Saved data entries:

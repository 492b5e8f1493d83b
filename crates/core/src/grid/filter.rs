use crate::{
    grid::{HexGrid, Tile},
    path::QueryFilter,
    PathConfig,
};
use std::fmt::{self, Debug};

/// Host-supplied obstacle check. Returns `true` if the tile can't be entered.
pub type ObstacleFn<'a> = &'a dyn Fn(&Tile) -> bool;

/// The default rules for searching a [HexGrid]:
/// - Stepping onto a tile costs that tile's [Tile::cost]
/// - Blocking tiles, and tiles the optional obstacle check rejects, can't be
///   entered
/// - The heuristic is hex distance, scaled by
///   [PathConfig::heuristic_scale]
#[derive(Copy, Clone)]
pub struct GridPathFilter<'a> {
    grid: &'a HexGrid,
    heuristic_scale: f64,
    wants_partial_solution: bool,
    is_obstacle: Option<ObstacleFn<'a>>,
}

impl<'a> GridPathFilter<'a> {
    pub fn new(grid: &'a HexGrid, config: &PathConfig) -> Self {
        Self {
            grid,
            heuristic_scale: config.heuristic_scale,
            wants_partial_solution: config.wants_partial_solution,
            is_obstacle: None,
        }
    }

    /// Add an extra obstacle check, on top of each tile's blocking flag.
    pub fn with_obstacles(mut self, is_obstacle: ObstacleFn<'a>) -> Self {
        self.is_obstacle = Some(is_obstacle);
        self
    }
}

impl QueryFilter<HexGrid> for GridPathFilter<'_> {
    fn heuristic_scale(&self) -> f64 {
        self.heuristic_scale
    }

    fn heuristic_cost(&self, from: usize, to: usize) -> f64 {
        match (self.grid.get(from), self.grid.get(to)) {
            (Some(from), Some(to)) => {
                f64::from(from.position().distance_to(to.position()))
            }
            _ => 0.0,
        }
    }

    fn traversal_cost(&self, _from: usize, to: usize) -> f64 {
        self.grid.get(to).map_or(f64::INFINITY, Tile::cost)
    }

    fn is_traversal_allowed(&self, _from: usize, to: usize) -> bool {
        match self.grid.get(to) {
            Some(tile) => {
                !tile.is_blocking()
                    && !self.is_obstacle.map_or(false, |is_obstacle| is_obstacle(tile))
            }
            None => false,
        }
    }

    fn wants_partial_solution(&self) -> bool {
        self.wants_partial_solution
    }
}

impl Debug for GridPathFilter<'_> {
    fn fmt(&self, f: &mut fmt::Formatter<'_>) -> fmt::Result {
        f.debug_struct("GridPathFilter")
            .field("heuristic_scale", &self.heuristic_scale)
            .field("wants_partial_solution", &self.wants_partial_solution)
            .field("has_obstacle_fn", &self.is_obstacle.is_some())
            .finish()
    }
}
use criterion::{black_box, criterion_group, criterion_main, Criterion};
use hexnav::{CubeCoord, GridConfig, HexGrid, PathConfig, TileLayout};

fn criterion_benchmark(c: &mut Criterion) {
    let mut group = c.benchmark_group("pathfinding");
    group.sample_size(20);

    group.bench_function("grid gen", |b| {
        b.iter(|| {
            HexGrid::generate(black_box(&GridConfig {
                radius: 100,
                ..GridConfig::default()
            }))
        })
    });

    let grid = HexGrid::build(TileLayout::default(), 100).unwrap();
    let config = PathConfig::default();
    let start = CubeCoord::new_qr(-100, 50);
    let end = CubeCoord::new_qr(100, -50);
    group.bench_function("corner to corner", |b| {
        b.iter(|| {
            grid.find_tile_path(black_box(start), black_box(end), &config, None)
        })
    });

    // Wall with a single gap, forcing a wide search
    let mut walled = grid.clone();
    for r in -100..=90 {
        walled.set_blocking(CubeCoord::new_qr(0, r), true).unwrap();
    }
    group.bench_function("around a wall", |b| {
        b.iter(|| {
            walled.find_tile_path(
                black_box(start),
                black_box(end),
                &config,
                None,
            )
        })
    });
    group.finish();
}

criterion_group!(benches, criterion_benchmark);
criterion_main!(benches);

WHAT TO WORK ON: Copy out each line of the entries where the word "impl" is found.

TASK OUTPUT:
impl<'a> GridPathFilter<'a> {
impl QueryFilter<HexGrid> for GridPathFilter<'_> {
impl Debug for GridPathFilter<'_> {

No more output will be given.